Created in 2011 upon the occasion of Glover’s retirement, the fund was accessed for the first time this past summer to provide a research stipend to Kevin Moore ’15. Moore conducted research in the horticulture department on apple route stocks at the NYSAES under the guidance of Dr. Gennaro Fazio.
The NYSAES is a Cornell University facility located two miles from campus that gives students the opportunity to work in world-renowned facilities beside some of the top professors and researchers in the field. Glover served as the liaison between the Colleges and the NYSAES to facilitate the opportunities since he sent the first HWS students to the Ag station in 1980 until his retirement.
Hoping to provide more opportunities for students, like Moore, to conduct agricultural research at the NYSAES, a group of alums and professors collaborated to initiate the establishment of the summer research fund. Professor of Medicine and Cell Therapy and Hematologic Malignancies Specialist David Rizzieri ’87, a former student of Glover, initiated the foundation of the fund and worked closely with Professor of Biology Sigrid Carle and Director of Introductory Biology Laboratories Susan Cushman to implement the scholarship and raise funds.
“HWS is a place where we not only ‘learned to learn,’ but were also taught a culture of service from mentors such as Dr. Tom Glover and Dr. Joel Kerlan,” says Rizzieri.”Our group wanted to show in a very tangible way how much we respect and appreciate the faculty’s commitment to our futures.”
While a student at HWS, Rizzieri conducted research at the Ag station, and says that the combination of course work at HWS and involvement “investigating” real-world problems in the research lab “cemented” his plans to advance his education in the natural sciences and a graduate program. He currently is a practicing physician in hematology-oncology at Duke University Medical Center.
The relationship between the two institutions that Glover created has given hundreds of students, like Moore and Rizzieri, the opportunity to conduct groundbreaking agricultural research with global impacts on the agricultural community. Fazio says Moore worked on research that is “basically the foundation of research that has never been done in the world.” Moore is working on apple “micro propagation,” which involves taking a piece of plant material off the apples, and then growing it in tissue culture to eventually produce more copies of the same plant.
“It’s a huge honor,” says Moore of the opportunity to conduct research at the Ag Station. “Having the ability to broaden my horizons and learn a lot more about how biology is actually carried out in the real world has meant a lot and it’s a great opportunity.”

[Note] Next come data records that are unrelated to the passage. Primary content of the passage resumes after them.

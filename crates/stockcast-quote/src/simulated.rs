//! 시뮬레이티드 시세 소스.
//!
//! 외부 API 없이 직전 가격에 [-1.00, 1.00] 범위의 랜덤 델타를 더해 새
//! 가격을 생성합니다. 데모 모드와 테스트에서 사용하며 실패하지 않습니다.

use async_trait::async_trait;
use rand::Rng;
use rust_decimal::Decimal;
use rust_decimal_macros::dec;

use crate::{QuoteResult, QuoteSource};

/// 랜덤워크 시세 생성기.
///
/// 직전 가격 외의 상태를 갖지 않으므로 심볼 간에 공유해도 안전합니다.
#[derive(Debug, Default, Clone, Copy)]
pub struct SimulatedSource;

impl SimulatedSource {
    /// 새 시뮬레이티드 소스를 생성합니다.
    pub fn new() -> Self {
        Self
    }

    /// 직전 가격에서 한 스텝 이동한 가격을 생성합니다.
    fn step(previous: Decimal) -> Decimal {
        let mut rng = rand::thread_rng();
        let delta = Decimal::try_from(rng.gen_range(-1.0..=1.0))
            .unwrap_or(dec!(0))
            .round_dp(2);
        (previous + delta).round_dp(2)
    }
}

#[async_trait]
impl QuoteSource for SimulatedSource {
    fn name(&self) -> &'static str {
        "simulated"
    }

    async fn fetch_price(&self, _symbol: &str, previous: Decimal) -> QuoteResult<Decimal> {
        Ok(Self::step(previous))
    }
}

The opportunity to benefit from the “real-world” experiential learning aspect of conducting scientific research was one of the reasons Glover established the connection between the NYSAES and the College’s in the first place, and something he and those who established the Thomas Glover fund hope the beneficiaries of the fund take advantage of. Glover says it’s the opportunity for students to get out and “be an agricultural scientist” that gives them an advantage in deciding “what they want to do with their lives.”
Like Rizzieri, who has led a prestigious career in hematology, many of the HWS students who conducted research at the Ag Station applied the skills and knowledge garnered through the experience to their future education and careers.
“It isn’t much of a stretch to say I would not have achieved my academic goals to date without the foundation he helped me build, and I think many of us feel that way,” says Rizzieri. “Through this endowment, we can continue to support the current generation of professors in giving additional students further research opportunities and promoting their growth and development in the field.”
The photo above features Glover and Moore at the NYSAES this summer with Gennaro Fazio, Ph.D., a research geneticist and plant breeder with the Geneva Plant Genetic Resources Unit of the USDA-Agricultural Research Service.